-- Opening Marker --

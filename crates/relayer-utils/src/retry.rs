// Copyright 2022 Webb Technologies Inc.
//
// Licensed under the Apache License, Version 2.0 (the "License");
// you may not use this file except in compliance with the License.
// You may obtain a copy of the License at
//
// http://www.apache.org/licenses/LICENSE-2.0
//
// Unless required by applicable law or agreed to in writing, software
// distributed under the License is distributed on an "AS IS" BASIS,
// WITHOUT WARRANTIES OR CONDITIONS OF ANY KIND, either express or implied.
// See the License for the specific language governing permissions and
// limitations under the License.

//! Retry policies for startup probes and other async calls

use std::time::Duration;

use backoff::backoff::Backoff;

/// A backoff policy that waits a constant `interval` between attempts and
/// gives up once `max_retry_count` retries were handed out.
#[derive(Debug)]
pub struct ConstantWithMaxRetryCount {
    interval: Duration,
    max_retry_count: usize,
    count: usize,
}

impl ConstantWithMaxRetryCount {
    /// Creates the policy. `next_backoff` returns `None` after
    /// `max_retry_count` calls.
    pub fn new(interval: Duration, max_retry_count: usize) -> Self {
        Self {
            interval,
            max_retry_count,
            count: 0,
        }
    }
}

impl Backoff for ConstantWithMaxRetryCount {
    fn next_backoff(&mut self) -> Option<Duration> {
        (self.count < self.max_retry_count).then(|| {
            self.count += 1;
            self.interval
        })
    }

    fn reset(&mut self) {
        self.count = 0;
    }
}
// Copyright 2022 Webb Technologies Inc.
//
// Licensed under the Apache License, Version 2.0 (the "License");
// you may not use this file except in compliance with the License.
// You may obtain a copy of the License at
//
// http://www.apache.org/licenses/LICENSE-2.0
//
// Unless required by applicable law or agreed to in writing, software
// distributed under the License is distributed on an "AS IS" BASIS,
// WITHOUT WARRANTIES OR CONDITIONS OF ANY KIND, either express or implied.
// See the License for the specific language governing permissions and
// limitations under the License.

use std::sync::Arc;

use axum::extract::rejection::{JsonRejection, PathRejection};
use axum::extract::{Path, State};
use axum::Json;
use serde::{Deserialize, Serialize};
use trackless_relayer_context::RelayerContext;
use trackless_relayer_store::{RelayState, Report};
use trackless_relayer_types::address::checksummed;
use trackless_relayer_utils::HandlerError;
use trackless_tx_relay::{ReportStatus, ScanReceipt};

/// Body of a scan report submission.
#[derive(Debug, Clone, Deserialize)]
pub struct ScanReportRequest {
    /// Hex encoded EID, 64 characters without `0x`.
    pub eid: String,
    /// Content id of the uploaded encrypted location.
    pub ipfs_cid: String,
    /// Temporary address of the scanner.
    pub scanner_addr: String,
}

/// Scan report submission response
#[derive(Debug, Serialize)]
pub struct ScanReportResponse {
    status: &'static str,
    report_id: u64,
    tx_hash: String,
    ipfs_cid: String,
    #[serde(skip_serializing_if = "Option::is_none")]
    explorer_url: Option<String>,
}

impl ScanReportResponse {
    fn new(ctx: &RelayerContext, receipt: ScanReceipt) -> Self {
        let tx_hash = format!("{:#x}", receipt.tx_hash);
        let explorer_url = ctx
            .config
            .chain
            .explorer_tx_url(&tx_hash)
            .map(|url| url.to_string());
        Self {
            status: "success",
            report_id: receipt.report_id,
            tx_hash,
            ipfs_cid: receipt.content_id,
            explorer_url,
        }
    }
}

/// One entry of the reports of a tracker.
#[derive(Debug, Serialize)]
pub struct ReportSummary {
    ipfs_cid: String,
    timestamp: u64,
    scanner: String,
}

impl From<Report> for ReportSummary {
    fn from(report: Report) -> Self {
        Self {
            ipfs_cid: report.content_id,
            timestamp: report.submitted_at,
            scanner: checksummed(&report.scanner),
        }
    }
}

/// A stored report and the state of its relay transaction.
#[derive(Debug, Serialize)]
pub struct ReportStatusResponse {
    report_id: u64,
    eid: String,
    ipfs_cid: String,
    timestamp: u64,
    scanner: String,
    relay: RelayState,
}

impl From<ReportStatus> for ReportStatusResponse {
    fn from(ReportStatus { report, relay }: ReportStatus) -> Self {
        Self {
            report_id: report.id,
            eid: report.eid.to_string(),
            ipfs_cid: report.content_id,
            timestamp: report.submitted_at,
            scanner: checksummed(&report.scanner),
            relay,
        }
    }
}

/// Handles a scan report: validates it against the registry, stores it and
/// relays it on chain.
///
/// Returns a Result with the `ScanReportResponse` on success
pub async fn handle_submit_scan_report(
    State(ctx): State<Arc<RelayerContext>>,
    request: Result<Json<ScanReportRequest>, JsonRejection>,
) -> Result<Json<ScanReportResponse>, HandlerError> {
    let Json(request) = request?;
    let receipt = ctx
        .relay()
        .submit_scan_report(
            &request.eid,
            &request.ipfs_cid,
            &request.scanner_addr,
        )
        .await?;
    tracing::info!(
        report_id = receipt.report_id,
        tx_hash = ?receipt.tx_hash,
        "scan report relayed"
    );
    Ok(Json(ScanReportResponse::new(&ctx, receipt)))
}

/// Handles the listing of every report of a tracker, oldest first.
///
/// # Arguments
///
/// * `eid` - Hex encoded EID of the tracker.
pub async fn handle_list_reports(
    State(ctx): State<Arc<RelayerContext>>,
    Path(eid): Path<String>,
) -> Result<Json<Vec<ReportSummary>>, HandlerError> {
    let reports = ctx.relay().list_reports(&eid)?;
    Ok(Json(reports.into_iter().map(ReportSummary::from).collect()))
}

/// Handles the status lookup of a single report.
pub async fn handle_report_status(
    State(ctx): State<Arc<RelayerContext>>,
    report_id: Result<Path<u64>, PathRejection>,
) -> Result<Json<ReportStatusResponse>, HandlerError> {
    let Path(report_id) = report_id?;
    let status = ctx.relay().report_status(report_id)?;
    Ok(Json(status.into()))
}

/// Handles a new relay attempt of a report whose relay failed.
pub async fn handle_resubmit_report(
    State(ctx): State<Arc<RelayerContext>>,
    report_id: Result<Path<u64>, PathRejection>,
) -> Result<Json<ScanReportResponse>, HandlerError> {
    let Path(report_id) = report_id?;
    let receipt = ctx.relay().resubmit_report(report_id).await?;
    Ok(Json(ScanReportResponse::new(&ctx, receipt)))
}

-- Closing Marker --
-- Opening Marker --

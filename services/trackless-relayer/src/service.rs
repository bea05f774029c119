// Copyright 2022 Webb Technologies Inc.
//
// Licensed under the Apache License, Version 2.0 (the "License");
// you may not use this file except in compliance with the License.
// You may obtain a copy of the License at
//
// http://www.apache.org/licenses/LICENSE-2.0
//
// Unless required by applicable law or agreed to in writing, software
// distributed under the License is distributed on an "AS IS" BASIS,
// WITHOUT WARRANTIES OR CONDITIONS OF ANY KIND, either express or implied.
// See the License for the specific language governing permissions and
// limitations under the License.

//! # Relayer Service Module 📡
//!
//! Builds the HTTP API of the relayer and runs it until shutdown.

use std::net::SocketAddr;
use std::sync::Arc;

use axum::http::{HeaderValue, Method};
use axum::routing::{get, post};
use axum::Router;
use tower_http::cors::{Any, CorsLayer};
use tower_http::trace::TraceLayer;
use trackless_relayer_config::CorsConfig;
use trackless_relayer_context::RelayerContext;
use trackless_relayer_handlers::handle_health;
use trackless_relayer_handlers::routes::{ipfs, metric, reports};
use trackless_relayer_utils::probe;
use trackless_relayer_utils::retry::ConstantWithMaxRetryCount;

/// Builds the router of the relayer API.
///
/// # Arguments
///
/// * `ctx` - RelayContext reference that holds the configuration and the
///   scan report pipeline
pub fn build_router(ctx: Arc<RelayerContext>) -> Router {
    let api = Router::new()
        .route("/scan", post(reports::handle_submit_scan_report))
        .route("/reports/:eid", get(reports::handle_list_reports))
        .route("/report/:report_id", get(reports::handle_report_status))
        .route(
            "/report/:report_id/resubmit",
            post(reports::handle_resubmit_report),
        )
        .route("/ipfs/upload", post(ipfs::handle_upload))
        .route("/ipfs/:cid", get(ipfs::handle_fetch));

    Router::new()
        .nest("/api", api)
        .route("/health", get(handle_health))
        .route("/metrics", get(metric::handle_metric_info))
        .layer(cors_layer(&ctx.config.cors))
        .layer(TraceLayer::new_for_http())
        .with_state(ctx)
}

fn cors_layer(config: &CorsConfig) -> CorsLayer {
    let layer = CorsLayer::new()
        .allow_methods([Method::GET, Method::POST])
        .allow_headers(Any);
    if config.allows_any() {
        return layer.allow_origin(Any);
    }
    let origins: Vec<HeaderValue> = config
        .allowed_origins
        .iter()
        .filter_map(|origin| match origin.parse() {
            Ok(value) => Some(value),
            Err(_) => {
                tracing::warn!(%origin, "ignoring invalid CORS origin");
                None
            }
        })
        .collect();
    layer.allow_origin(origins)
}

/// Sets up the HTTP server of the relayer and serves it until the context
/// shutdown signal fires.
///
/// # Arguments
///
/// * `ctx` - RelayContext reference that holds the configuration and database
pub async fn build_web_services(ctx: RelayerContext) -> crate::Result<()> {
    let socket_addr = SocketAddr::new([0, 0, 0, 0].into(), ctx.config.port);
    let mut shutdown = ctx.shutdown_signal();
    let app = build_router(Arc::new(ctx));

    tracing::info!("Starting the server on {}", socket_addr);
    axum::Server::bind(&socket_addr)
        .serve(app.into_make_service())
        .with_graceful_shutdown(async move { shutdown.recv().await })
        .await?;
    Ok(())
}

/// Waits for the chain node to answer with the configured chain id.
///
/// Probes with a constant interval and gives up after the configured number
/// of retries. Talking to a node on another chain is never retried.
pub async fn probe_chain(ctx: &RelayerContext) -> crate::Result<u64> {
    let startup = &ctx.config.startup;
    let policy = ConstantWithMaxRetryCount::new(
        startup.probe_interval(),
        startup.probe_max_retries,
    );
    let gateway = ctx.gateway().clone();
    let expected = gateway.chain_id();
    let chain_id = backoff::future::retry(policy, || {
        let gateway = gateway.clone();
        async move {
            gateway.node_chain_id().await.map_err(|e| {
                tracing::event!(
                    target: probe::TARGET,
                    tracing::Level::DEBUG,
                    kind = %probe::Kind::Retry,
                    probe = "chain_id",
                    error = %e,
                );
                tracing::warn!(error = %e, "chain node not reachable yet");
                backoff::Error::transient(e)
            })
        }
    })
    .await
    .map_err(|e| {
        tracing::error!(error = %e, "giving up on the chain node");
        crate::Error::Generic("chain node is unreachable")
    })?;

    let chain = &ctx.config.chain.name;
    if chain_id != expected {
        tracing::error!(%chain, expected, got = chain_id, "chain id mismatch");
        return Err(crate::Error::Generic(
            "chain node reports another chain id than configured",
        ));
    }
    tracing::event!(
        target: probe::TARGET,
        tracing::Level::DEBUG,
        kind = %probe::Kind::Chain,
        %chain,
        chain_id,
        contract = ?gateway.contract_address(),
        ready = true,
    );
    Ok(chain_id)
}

-- Closing Marker --

▶ _GOAL OF THE EXERCISE_
Lines holding the word "RelayState" in the entries above are the ones to pull out. Copy them all.

▶ _EXERCISE ANSWER_
use trackless_relayer_store::{RelayState, Report};
    relay: RelayState,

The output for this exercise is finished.